# PROMPT
Hand back all of the records exactly as they read.

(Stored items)
────────

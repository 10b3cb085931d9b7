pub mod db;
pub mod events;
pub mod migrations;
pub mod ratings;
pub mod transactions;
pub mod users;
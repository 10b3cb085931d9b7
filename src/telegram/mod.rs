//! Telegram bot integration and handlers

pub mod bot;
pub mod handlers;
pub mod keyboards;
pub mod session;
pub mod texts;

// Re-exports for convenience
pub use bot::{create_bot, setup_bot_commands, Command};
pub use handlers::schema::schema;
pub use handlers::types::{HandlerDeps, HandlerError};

────────

# COMPLETED EXERCISE
repository 10b3cb085931d9b7
pub mod db;
pub mod events;
pub mod migrations;
pub mod ratings;
pub mod transactions;
pub mod users;
repository 10b3cb085931d9b7
filename src/telegram/mod.rs
//! Telegram bot integration and handlers

pub mod bot;
pub mod handlers;
pub mod keyboards;
pub mod session;
pub mod texts;

// Re-exports for convenience
pub use bot::{create_bot, setup_bot_commands, Command};
pub use handlers::schema::schema;
pub use handlers::types::{HandlerDeps, HandlerError};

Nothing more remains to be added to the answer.